To see how our model performs, the best way is to visualize it. Here is the plot from our first model, using line plots with the actual test data on the back and the predicted data on the front. The parts where the plots converge are the points where the model performed well, and the divergence in the plots is where the model performed poorly.
plt.figure(figsize=(15, 15))
x_ax = range(len(y_test))
plt.plot(x_ax, y_test, linewidth=1, label="original")
plt.plot(x_ax, y_pred_v1, linewidth=1.1, label="predicted")
plt.title("y-test and y-predicted data Model 1")
plt.xlabel('X-axis')
plt.ylabel('Y-axis')
plt.legend(loc='best',fancybox=True, shadow=True)
plt.grid(True)
plt.show()
# Model v2
plt.figure(figsize=(15, 15))
x_ax = range(len(y_test))
plt.plot(x_ax, y_test, linewidth=1, label="original")

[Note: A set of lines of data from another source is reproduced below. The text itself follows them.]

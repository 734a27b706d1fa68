//! Strategy registry behavior: seeding, announcements, immutability,
//! and evolution lineage.

use std::collections::BTreeMap;
use std::sync::Arc;

use rust_decimal::Decimal;
use rust_decimal_macros::dec;

use paperhive::agent::generator::{backtest, default_blueprint, passes_gate, GeneratorAgent};
use paperhive::bus::{Event, MessageBus, Topic};
use paperhive::config::Config;
use paperhive::domain::{MarketId, Side, StrategyKind, TradeRecord};
use paperhive::engine::DemoTradingEngine;
use paperhive::feed::SimulatedFeed;
use paperhive::risk::RiskManager;
use paperhive::store::KnowledgeStore;

fn wiring() -> (Arc<MessageBus>, Arc<KnowledgeStore>, Arc<DemoTradingEngine>) {
    let config = Config::default();
    let bus = Arc::new(MessageBus::new(64));
    let store = Arc::new(KnowledgeStore::new(bus.clone()));
    let risk = Arc::new(RiskManager::new(config.trading.clone()));
    let feed = Arc::new(SimulatedFeed::new(1, Decimal::ZERO));
    let engine = Arc::new(DemoTradingEngine::new(
        config.trading,
        risk,
        store.clone(),
        bus.clone(),
        feed,
    ));
    (bus, store, engine)
}

#[tokio::test]
async fn seeding_announces_each_blueprint() {
    let (bus, store, engine) = wiring();
    let mut generated = bus.subscribe(Topic::StrategyGenerated);
    let agent = GeneratorAgent::new(Config::default(), store.clone(), engine);

    assert_eq!(agent.seed_defaults().unwrap(), 5);
    let mut announced = 0;
    while let Some(event) = generated.try_recv() {
        assert!(matches!(event, Event::StrategyGenerated(_)));
        announced += 1;
    }
    assert_eq!(announced, 5);
}

#[tokio::test]
async fn registered_blueprints_are_immutable() {
    let (_bus, store, _engine) = wiring();
    let blueprint = default_blueprint(StrategyKind::TimeDecay, &Config::default());
    store.put_strategy(blueprint.clone()).unwrap();
    // Same id again: rejected; the registry keeps the original.
    assert!(store.put_strategy(blueprint.clone()).is_err());
    assert_eq!(store.strategy_count(), 1);
    assert_eq!(
        store.get_strategy(&blueprint.id).unwrap().name,
        blueprint.name
    );
}

#[tokio::test]
async fn child_registration_announces_lineage() {
    let (bus, store, _engine) = wiring();
    let mut evolved = bus.subscribe(Topic::StrategyEvolved);

    let parent = default_blueprint(StrategyKind::Arbitrage, &Config::default());
    store.put_strategy(parent.clone()).unwrap();
    let child = parent.child(
        "arb_sum_mut".into(),
        BTreeMap::from([("min_edge".into(), dec!(0.018))]),
    );
    store.put_strategy(child.clone()).unwrap();

    match evolved.try_recv() {
        Some(Event::StrategyEvolved { parent: p, child: c }) => {
            assert_eq!(p, parent.id);
            assert_eq!(c, child.id);
        }
        other => panic!("expected evolution event, got {other:?}"),
    }
}

fn exit_trade(pnl: Decimal) -> TradeRecord {
    TradeRecord::new(
        MarketId::from("m1"),
        paperhive::domain::StrategyId::from("s1"),
        Side::Yes,
        dec!(0.5),
        dec!(100),
        pnl,
    )
}

#[test]
fn gate_passes_profitable_history_and_blocks_drawdown() {
    let config = Config::default();

    // 6 wins, 4 losses, shallow drawdown: registers.
    let mut trades = Vec::new();
    for _ in 0..6 {
        trades.push(exit_trade(dec!(50)));
    }
    for _ in 0..4 {
        trades.push(exit_trade(dec!(-30)));
    }
    let results = backtest(&trades, dec!(10000));
    assert!((results.win_rate - 0.6).abs() < 1e-9);
    assert!(passes_gate(&results, &config.evolution));

    // One catastrophic loss blows the drawdown cap even at a good
    // win rate.
    trades.push(exit_trade(dec!(-3000)));
    for _ in 0..8 {
        trades.push(exit_trade(dec!(10)));
    }
    let results = backtest(&trades, dec!(10000));
    assert!(results.max_drawdown >= 0.20);
    assert!(!passes_gate(&results, &config.evolution));
}

#[test]
fn serialized_blueprint_keeps_side_keyed_rules() {
    let blueprint = default_blueprint(StrategyKind::Liquidity, &Config::default());
    let json = serde_json::to_value(&blueprint).unwrap();
    assert!(json["entry_rules"]["YES"].is_array());
    assert!(json["exit_rules"]["NO"].is_array());
    assert_eq!(json["strategy_type"], "liquidity");
    assert!(json["test_results"].is_null());
}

plt.plot(x_ax, y_pred_v2, linewidth=1.1, label="predicted")
plt.title("y-test and y-predicted data Model 2")
plt.xlabel('X-axis')
plt.ylabel('Y-axis')
plt.legend(loc='best',fancybox=True, shadow=True)
plt.grid(True)
plt.show()
We can clearly see there is a lot of room for improvement. However, a linear regression model using Stochastic Gradient Descent is a good place to start for building such a prediction model.
We can improve the model by making some changes. Regarding the data, I decided to remove the timestamp variable since I believed it to be redundant, nonetheless, maybe that redundancy might help the model get higher accuracy.
Also, I might changing and testing other hyperparameters might be interesting, especially changing the loss function from huber to squared_epsilon_insensitive and maybe exploring changing the learning rate and penalty.
In general, from the data and the model, for someone like me who likes to go to the gym often without having too many people there, any day at 5am seems like a safe bet.